All lines in the data bearing the string "Konfigurationsdatei" should be identified and copied.
*** The data Section Begins ***
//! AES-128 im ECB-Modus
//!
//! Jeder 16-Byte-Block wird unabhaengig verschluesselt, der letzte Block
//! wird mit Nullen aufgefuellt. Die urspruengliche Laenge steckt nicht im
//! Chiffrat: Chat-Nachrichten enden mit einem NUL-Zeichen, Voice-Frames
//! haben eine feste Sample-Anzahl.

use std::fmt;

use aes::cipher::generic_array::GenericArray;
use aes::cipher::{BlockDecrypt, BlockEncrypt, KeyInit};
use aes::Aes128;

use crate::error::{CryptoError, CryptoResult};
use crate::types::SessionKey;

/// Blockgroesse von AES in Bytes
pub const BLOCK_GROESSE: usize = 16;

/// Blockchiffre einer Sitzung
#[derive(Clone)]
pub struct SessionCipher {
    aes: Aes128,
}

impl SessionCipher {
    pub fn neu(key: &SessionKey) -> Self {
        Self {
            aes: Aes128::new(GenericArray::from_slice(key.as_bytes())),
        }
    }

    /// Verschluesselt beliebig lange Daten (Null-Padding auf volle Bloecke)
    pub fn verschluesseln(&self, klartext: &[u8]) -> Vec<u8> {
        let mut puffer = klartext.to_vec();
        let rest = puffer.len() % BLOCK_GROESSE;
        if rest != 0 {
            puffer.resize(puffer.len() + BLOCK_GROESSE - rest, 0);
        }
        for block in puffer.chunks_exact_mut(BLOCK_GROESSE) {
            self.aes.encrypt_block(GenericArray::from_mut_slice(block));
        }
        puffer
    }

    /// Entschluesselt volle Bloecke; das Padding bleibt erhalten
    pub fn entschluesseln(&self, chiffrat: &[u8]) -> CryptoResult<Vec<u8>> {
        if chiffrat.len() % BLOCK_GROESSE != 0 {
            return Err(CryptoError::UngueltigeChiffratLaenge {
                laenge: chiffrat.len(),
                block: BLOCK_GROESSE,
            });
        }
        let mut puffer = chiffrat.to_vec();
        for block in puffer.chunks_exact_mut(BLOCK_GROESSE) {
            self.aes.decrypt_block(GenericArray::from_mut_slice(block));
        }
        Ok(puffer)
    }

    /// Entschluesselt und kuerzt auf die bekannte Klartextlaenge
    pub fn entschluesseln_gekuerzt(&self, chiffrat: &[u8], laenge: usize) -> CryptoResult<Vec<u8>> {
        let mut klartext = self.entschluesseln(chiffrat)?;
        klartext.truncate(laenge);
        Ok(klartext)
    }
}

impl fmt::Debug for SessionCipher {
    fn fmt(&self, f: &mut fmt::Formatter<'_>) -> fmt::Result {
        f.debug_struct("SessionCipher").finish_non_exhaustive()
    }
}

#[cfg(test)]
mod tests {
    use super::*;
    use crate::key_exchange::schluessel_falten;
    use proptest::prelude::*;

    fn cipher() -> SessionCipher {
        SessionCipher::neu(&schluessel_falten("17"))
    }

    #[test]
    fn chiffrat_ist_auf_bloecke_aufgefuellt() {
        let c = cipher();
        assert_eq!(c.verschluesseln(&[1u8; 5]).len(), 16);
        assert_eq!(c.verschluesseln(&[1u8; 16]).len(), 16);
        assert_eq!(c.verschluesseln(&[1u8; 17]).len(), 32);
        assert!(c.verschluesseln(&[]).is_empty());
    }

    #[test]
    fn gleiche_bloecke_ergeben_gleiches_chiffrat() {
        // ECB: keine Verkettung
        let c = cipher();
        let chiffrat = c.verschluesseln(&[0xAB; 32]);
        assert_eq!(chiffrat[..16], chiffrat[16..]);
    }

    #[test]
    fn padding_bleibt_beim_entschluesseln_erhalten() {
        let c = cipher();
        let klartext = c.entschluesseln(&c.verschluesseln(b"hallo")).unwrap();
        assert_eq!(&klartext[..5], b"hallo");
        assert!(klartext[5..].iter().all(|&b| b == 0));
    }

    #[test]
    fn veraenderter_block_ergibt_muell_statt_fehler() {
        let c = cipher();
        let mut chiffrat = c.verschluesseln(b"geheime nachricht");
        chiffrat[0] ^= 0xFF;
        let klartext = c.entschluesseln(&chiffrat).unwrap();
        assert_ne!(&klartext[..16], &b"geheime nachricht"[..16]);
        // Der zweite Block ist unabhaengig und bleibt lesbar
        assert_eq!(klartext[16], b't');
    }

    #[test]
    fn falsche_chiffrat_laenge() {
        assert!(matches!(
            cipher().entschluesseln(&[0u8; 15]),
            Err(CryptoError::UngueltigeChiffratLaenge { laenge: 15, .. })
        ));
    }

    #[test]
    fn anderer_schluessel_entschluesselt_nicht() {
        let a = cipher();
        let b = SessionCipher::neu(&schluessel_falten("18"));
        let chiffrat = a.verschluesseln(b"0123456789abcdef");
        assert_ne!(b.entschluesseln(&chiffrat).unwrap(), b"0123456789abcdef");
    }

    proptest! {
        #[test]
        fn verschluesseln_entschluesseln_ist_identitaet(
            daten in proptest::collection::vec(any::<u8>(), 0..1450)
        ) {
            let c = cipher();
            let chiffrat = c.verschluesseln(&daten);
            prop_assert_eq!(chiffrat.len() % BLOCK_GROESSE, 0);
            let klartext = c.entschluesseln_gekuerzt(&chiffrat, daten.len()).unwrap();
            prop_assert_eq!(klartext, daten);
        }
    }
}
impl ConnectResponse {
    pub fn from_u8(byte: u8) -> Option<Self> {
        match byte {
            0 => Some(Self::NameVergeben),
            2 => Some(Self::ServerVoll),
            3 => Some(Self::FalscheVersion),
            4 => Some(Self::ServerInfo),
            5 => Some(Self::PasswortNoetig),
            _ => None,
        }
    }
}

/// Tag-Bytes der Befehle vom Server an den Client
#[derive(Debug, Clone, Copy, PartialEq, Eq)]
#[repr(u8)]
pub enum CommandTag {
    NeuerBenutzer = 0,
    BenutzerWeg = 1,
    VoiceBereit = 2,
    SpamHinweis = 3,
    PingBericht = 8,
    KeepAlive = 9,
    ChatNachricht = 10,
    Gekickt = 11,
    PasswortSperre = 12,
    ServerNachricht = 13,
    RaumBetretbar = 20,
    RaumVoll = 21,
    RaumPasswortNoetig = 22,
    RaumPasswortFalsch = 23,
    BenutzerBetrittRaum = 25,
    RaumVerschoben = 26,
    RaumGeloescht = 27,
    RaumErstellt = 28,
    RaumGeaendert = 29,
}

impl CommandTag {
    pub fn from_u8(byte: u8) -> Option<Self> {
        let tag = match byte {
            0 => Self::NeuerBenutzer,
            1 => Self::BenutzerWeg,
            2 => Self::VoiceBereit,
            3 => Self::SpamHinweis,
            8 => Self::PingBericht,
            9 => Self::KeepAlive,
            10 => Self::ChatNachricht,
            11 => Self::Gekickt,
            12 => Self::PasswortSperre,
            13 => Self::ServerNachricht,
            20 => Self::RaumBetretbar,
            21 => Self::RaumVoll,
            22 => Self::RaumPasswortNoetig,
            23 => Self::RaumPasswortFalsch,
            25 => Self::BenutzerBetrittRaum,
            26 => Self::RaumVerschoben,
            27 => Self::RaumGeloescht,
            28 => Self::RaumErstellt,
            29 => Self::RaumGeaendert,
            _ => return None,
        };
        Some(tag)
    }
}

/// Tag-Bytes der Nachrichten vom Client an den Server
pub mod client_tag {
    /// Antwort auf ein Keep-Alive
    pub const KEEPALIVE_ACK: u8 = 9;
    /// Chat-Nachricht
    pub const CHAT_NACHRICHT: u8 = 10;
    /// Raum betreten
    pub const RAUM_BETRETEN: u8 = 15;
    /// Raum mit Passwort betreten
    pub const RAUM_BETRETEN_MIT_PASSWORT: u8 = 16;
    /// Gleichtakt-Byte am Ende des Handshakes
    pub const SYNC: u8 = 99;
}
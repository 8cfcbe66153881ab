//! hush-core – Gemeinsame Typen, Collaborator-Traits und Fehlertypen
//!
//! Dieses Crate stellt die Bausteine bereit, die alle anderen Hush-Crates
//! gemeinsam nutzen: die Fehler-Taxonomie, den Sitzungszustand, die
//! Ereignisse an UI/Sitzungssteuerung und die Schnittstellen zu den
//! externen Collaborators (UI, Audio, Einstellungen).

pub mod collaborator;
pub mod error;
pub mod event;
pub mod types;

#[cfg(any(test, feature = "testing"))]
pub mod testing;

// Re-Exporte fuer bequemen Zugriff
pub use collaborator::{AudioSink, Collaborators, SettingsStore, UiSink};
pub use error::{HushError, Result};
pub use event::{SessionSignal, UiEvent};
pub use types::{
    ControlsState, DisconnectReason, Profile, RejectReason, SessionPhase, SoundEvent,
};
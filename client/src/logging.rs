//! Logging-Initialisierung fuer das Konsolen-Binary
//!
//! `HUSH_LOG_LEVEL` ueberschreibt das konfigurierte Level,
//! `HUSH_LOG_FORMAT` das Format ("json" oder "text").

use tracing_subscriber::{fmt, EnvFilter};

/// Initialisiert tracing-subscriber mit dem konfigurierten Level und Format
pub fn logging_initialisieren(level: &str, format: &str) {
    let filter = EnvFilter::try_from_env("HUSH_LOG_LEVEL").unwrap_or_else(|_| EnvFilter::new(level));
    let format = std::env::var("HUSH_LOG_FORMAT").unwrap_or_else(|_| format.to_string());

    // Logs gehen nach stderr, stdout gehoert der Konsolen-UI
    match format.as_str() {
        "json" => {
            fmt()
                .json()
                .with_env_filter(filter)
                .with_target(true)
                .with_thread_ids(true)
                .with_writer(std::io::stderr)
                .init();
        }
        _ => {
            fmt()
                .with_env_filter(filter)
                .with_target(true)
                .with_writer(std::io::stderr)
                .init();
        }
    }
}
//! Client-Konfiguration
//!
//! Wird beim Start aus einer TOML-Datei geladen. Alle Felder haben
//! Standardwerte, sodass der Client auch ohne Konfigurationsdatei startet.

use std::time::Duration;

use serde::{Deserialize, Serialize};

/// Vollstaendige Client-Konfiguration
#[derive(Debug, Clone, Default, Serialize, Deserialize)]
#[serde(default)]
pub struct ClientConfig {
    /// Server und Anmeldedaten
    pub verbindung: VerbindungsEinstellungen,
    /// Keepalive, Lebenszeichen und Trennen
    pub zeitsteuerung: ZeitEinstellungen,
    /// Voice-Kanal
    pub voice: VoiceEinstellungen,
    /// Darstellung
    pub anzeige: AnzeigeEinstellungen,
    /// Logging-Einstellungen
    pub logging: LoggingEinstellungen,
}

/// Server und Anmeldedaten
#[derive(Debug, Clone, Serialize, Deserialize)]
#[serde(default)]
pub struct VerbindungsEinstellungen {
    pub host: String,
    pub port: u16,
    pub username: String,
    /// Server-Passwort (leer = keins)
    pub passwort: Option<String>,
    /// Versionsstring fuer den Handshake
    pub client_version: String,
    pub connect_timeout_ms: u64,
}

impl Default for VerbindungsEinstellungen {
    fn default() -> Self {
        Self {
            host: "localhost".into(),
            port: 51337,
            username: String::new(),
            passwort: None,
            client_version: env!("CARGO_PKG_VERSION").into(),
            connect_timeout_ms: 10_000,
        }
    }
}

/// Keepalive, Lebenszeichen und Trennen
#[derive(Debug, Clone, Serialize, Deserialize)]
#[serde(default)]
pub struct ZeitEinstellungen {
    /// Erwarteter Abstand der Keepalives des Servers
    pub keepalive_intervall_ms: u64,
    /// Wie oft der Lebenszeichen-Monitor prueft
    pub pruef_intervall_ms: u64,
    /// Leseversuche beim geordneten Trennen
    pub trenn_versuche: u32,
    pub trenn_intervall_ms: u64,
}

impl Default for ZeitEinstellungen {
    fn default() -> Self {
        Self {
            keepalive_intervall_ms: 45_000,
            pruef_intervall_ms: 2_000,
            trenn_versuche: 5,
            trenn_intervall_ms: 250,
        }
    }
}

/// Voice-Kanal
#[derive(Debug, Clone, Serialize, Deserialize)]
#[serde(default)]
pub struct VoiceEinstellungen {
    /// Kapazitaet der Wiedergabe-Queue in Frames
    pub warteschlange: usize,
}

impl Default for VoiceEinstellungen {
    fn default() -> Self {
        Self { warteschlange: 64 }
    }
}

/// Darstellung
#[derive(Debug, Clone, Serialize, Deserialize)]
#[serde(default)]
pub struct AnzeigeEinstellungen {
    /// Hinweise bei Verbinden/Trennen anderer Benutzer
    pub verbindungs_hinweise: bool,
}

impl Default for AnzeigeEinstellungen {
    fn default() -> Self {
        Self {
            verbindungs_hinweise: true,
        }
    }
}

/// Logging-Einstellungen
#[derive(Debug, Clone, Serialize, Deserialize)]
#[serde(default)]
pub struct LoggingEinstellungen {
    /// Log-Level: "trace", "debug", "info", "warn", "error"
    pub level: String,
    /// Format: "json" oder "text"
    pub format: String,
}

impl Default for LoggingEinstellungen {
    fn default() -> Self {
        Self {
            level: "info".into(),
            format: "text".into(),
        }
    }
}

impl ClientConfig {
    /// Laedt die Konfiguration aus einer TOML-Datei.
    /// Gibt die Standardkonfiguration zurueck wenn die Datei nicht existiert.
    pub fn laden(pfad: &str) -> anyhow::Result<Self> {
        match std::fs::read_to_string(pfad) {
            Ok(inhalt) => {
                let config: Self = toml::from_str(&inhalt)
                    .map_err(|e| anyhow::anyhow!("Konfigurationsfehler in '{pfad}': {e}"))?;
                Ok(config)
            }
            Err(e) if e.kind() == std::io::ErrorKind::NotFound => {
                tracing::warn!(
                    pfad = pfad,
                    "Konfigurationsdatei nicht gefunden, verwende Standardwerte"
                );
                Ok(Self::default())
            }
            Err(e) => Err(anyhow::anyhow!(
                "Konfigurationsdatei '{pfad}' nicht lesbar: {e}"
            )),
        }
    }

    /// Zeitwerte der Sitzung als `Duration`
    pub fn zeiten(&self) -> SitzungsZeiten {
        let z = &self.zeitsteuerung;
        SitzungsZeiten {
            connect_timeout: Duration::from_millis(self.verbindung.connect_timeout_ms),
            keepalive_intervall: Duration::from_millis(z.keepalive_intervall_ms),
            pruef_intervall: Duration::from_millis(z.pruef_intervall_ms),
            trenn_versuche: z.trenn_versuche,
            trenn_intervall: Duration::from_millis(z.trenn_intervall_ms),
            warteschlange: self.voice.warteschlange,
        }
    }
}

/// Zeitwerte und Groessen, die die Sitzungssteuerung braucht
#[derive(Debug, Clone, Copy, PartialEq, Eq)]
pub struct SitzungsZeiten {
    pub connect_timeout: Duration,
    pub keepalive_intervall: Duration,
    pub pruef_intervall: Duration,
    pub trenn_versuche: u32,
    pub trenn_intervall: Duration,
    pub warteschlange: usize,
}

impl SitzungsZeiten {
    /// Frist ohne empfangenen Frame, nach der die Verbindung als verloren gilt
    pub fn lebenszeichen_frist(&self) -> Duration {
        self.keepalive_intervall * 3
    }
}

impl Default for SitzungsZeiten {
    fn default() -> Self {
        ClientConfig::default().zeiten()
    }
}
*** The data Section Ends ***
Exercise solution:
//! Standardwerte, sodass der Client auch ohne Konfigurationsdatei startet.
                    "Konfigurationsdatei nicht gefunden, verwende Standardwerte"
                "Konfigurationsdatei '{pfad}' nicht lesbar: {e}"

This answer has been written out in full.